Janko Tipsarevic, un vrai maître-penseur

JankoTipsarevic

Extrait du journal L’Equipe, par Franck Ramella.

Il est désormais très couru de causer à Janko Tipsarevic, prêt à tomber le masque avec de longues phrases réfléchies dès qu’il quitte ses lunettes profilées. Ce n’est pas tous les jours qu’un joueur désosse Kant et, tout de go, peut balancer qu’il lui « serait surprenant qu’on pète moins en classe affaires ». Ce n’est pas tout le temps qu’un maître de l’O2 s’illustre parfois comme DJ au club Stefan Braun de Belgrade. Voilà encore un serbe qui doit beaucoup à nos français. Lancé par son superbe week-end en finale de coupe Davis en 2010 contre les bleus, Djokovic domine depuis le tennis mondial. Tipsarevic, lui, pointe aussi du doigt ce succès majeur pour expliquer la mue définitive entre le philosophico-tennisman qu’il était et le joueur appliqué qu’il est devenu. « Pour la première fois de ma vie, raconte-t-‘il, j’accomplissais quelque chose dans ma vie. Avant, pour moi, le tennis, c’était le boulot sur le court. Mais non, il faut respirer tennis et vivre tennis pour réussir. Cette finale m’a fait comprendre ça ». Mauvais comme cochon face à Monfils pour le premier match de cette finale à la Beogradska Arena, Tipsarevic n’avait pourtant rien fait pour la patrie ce week-end là, tout juste débarqué de sa lune de miel à Dubaï, C’était l’époque de l’insouciance et du confort suprême d’un top 50 pouvant s’adonner à la pratique du snowboard sans se tracasser outre mesure, tout en démontant quelques top 10 de temps en temps. Resté en Serbie pendant les années de plomb contrairement à tous les autres espoirs qui avaient fui en Allemagne ou en Californie, il avais jadis confessé « avoir été assez fou dans sa tête pour ne pas se laisser déstabiliser » ; puis il avait regretté son relatif manque d’implication chez les juniors, à une époque où il dominait avec une année de moins; puis il avait abordé le circuit « en perdant parfois le contrôle des matches, avec l’esprit dans les nuages ».
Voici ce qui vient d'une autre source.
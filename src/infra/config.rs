//! Configuration loading from TOML files
//!
//! Config file is selected via:
//! 1. --config <path> command line argument
//! 2. LOADSTAT_CONFIG environment variable
//! 3. Default: config/dev.toml

use anyhow::Context;
use serde::Deserialize;
use std::env;
use std::fs;
use std::path::Path;

#[derive(Debug, Clone, Deserialize)]
pub struct PipelineConfig {
    /// Trip queue between `report()` callers and the recorder worker
    #[serde(default = "default_trip_queue_capacity")]
    pub trip_queue_capacity: usize,
    /// Finalized bucket queue between recorder and calculator
    #[serde(default = "default_bucket_queue_capacity")]
    pub bucket_queue_capacity: usize,
    /// Stat queue between calculator and session fan-out
    #[serde(default = "default_stat_queue_capacity")]
    pub stat_queue_capacity: usize,
    /// External Stat stream handed to the presentation layer
    #[serde(default = "default_stream_queue_capacity")]
    pub stream_queue_capacity: usize,
    /// Max trips drained by the recorder per wakeup
    #[serde(default = "default_recorder_batch_size")]
    pub recorder_batch_size: usize,
}

fn default_trip_queue_capacity() -> usize {
    2048
}

fn default_bucket_queue_capacity() -> usize {
    1024
}

fn default_stat_queue_capacity() -> usize {
    1000
}

fn default_stream_queue_capacity() -> usize {
    1000
}

fn default_recorder_batch_size() -> usize {
    256
}

impl Default for PipelineConfig {
    fn default() -> Self {
        Self {
            trip_queue_capacity: default_trip_queue_capacity(),
            bucket_queue_capacity: default_bucket_queue_capacity(),
            stat_queue_capacity: default_stat_queue_capacity(),
            stream_queue_capacity: default_stream_queue_capacity(),
            recorder_batch_size: default_recorder_batch_size(),
        }
    }
}

#[derive(Debug, Clone, Deserialize)]
pub struct ChartConfig {
    #[serde(default = "default_recent_capacity")]
    pub recent_capacity: usize,
    #[serde(default = "default_medium_capacity")]
    pub medium_capacity: usize,
    /// Flush the medium accumulator after this many seconds or this many points
    #[serde(default = "default_medium_window_secs")]
    pub medium_window_secs: u32,
    #[serde(default = "default_long_term_capacity")]
    pub long_term_capacity: usize,
    /// Flush the long-term accumulator after this many seconds or this many points
    #[serde(default = "default_long_term_window_secs")]
    pub long_term_window_secs: u32,
}

fn default_recent_capacity() -> usize {
    300 // 5 minutes at 1s
}

fn default_medium_capacity() -> usize {
    360 // 30 minutes at 5s
}

fn default_medium_window_secs() -> u32 {
    5
}

fn default_long_term_capacity() -> usize {
    480 // 4 hours at 30s
}

fn default_long_term_window_secs() -> u32 {
    30
}

impl Default for ChartConfig {
    fn default() -> Self {
        Self {
            recent_capacity: default_recent_capacity(),
            medium_capacity: default_medium_capacity(),
            medium_window_secs: default_medium_window_secs(),
            long_term_capacity: default_long_term_capacity(),
            long_term_window_secs: default_long_term_window_secs(),
        }
    }
}

#[derive(Debug, Clone, Deserialize)]
pub struct MetricsConfig {
    #[serde(default = "default_metrics_interval")]
    pub interval_secs: u64,
}

fn default_metrics_interval() -> u64 {
    10
}

impl Default for MetricsConfig {
    fn default() -> Self {
        Self { interval_secs: default_metrics_interval() }
    }
}

#[derive(Debug, Clone, Deserialize, Default)]
pub struct EgressConfig {
    /// JSONL file receiving every emitted Stat (empty disables)
    #[serde(default)]
    pub file: String,
}

#[derive(Debug, Clone, Deserialize, Default)]
pub struct TomlConfig {
    #[serde(default)]
    pub pipeline: PipelineConfig,
    #[serde(default)]
    pub chart: ChartConfig,
    #[serde(default)]
    pub metrics: MetricsConfig,
    #[serde(default)]
    pub egress: EgressConfig,
}

/// Main configuration struct used throughout the application
#[derive(Debug, Clone)]
pub struct Config {
    pipeline: PipelineConfig,
    chart: ChartConfig,
    metrics_interval_secs: u64,
    egress_file: Option<String>,
    config_file: String,
}

impl Default for Config {
    fn default() -> Self {
        Self {
            pipeline: PipelineConfig::default(),
            chart: ChartConfig::default(),
            metrics_interval_secs: default_metrics_interval(),
            egress_file: None,
            config_file: "default".to_string(),
        }
    }
}

impl Config {
    /// Config file path: explicit `--config` value, then environment, then default
    pub fn resolve_config_path(explicit: Option<&str>) -> String {
        if let Some(path) = explicit {
            return path.to_string();
        }

        if let Ok(path) = env::var("LOADSTAT_CONFIG") {
            return path;
        }

        "config/dev.toml".to_string()
    }

    /// Load configuration from a TOML file
    pub fn from_file<P: AsRef<Path>>(path: P) -> anyhow::Result<Self> {
        let path = path.as_ref();
        let content = fs::read_to_string(path)
            .with_context(|| format!("Failed to read config file {}", path.display()))?;

        let toml_config: TomlConfig = toml::from_str(&content)
            .with_context(|| format!("Failed to parse config file {}", path.display()))?;

        let mut config = Self::from_toml(toml_config);
        config.config_file = path.display().to_string();
        Ok(config)
    }

    fn from_toml(toml_config: TomlConfig) -> Self {
        let egress_file = Some(toml_config.egress.file).filter(|f| !f.trim().is_empty());
        let mut config = Self {
            pipeline: toml_config.pipeline,
            chart: toml_config.chart,
            metrics_interval_secs: toml_config.metrics.interval_secs,
            egress_file,
            config_file: "default".to_string(),
        };
        config.sanitize();
        config
    }

    /// Zero capacities would make every queue or ring refuse input
    fn sanitize(&mut self) {
        let p = &mut self.pipeline;
        p.trip_queue_capacity = p.trip_queue_capacity.max(1);
        p.bucket_queue_capacity = p.bucket_queue_capacity.max(1);
        p.stat_queue_capacity = p.stat_queue_capacity.max(1);
        p.stream_queue_capacity = p.stream_queue_capacity.max(1);
        p.recorder_batch_size = p.recorder_batch_size.max(1);

        let c = &mut self.chart;
        c.recent_capacity = c.recent_capacity.max(1);
        c.medium_capacity = c.medium_capacity.max(1);
        c.medium_window_secs = c.medium_window_secs.max(1);
        c.long_term_capacity = c.long_term_capacity.max(1);
        c.long_term_window_secs = c.long_term_window_secs.max(1);

        self.metrics_interval_secs = self.metrics_interval_secs.max(1);
    }

    /// Load configuration from an explicit path, falling back to defaults
    pub fn load_from_path(path: &str) -> Self {
        match Self::from_file(path) {
            Ok(config) => config,
            Err(e) => {
                eprintln!("Warning: {:#}. Using defaults.", e);
                Self::default()
            }
        }
    }

    pub fn chart(&self) -> &ChartConfig {
        &self.chart
    }

    pub fn trip_queue_capacity(&self) -> usize {
        self.pipeline.trip_queue_capacity
    }

    pub fn bucket_queue_capacity(&self) -> usize {
        self.pipeline.bucket_queue_capacity
    }

    pub fn stat_queue_capacity(&self) -> usize {
        self.pipeline.stat_queue_capacity
    }

    pub fn stream_queue_capacity(&self) -> usize {
        self.pipeline.stream_queue_capacity
    }

    pub fn recorder_batch_size(&self) -> usize {
        self.pipeline.recorder_batch_size
    }

    pub fn metrics_interval_secs(&self) -> u64 {
        self.metrics_interval_secs
    }

    pub fn egress_file(&self) -> Option<&str> {
        self.egress_file.as_deref()
    }

    pub fn config_file(&self) -> &str {
        &self.config_file
    }

    /// Builder: size every pipeline queue at once (tests, benchmarks)
    pub fn with_queue_capacity(mut self, capacity: usize) -> Self {
        let capacity = capacity.max(1);
        self.pipeline.trip_queue_capacity = capacity;
        self.pipeline.bucket_queue_capacity = capacity;
        self.pipeline.stat_queue_capacity = capacity;
        self.pipeline.stream_queue_capacity = capacity;
        self
    }

    pub fn with_trip_queue_capacity(mut self, capacity: usize) -> Self {
        self.pipeline.trip_queue_capacity = capacity.max(1);
        self
    }

    pub fn with_egress_file(mut self, file: impl Into<String>) -> Self {
        self.egress_file = Some(file.into());
        self
    }
}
Il était comme sa maison tout en noir et blanc, juste ornée de taches rouges: binaires « mes émotions, c’est soit noirs soit blanc », disait-il. Comme vampirisé par ses lectures philosophiques-une habitude familiale-, le Serbe se laissait absorber par les forces de l’esprit. Nietzsche ou Dostoïevski lui soutiraient tellement d’énergie qu’il confesse avoir douté. Catalogué comme le penseur de l’ATP, il finit néanmoins par s’en irriter et plaida aussi pour son amour immodéré pour les jeux vidéos, une habitude plus commune dans les player’s lounges.

La finale de coupe Davis acheva, donc, le processus de rationalisation. La constance, qui était son ennemie, est devenue sa force depuis deux ans. Jamais sorti du top 10 cette année, on ne peut plus considérer son accession au sommet comme anecdotique, juste aspiré par le sillage de la locomotive Djokovic. féroce sur les courts, il cumule la résistance d’un Simon avec la froideur d’un préteur sur gage. Et le tout sans coups fous, ce qui complique la donne.  » Moi, je n’ai rien pour arriver relax sur un court. Et à chaque fois, je crains de perdre contre n’importe quel joueur si je ne suis pas à cent dix pour cent. Et c’est ce qui me rend si constant », dit-il. Le Serbe confessait à Bercy, avant son renoncement contre Jonowicz, qu’il était « impulsif » et que cela pouvait lui nuire parfois. Il disait cela en évoquant l’écrivain Malcolm Gladwell et son roman Blink, son livre de chevet du moment. « Et je dois dire que je ne suis pas d’accord avec lui, parce qu’il explique que la première réaction est la bonne, racontait-il. C’est que j’aime dans un livre qu’il vous fasse réagir. Quand j’en finis un, je n’aime pas en commencer un autre, pour me laisser imprégner par ce que je viens d’apprendre, que je sois d’accord, ou pas. » Pour une fois, le Serbe avait été loquace pour revenir sur sa passion de la littérature. Il avait aussi cité Miami comme sa ville favorite, et ce n’est pas tous les jours qu’un sportif confesse son amour immodéré des clubs de house music à South Beach.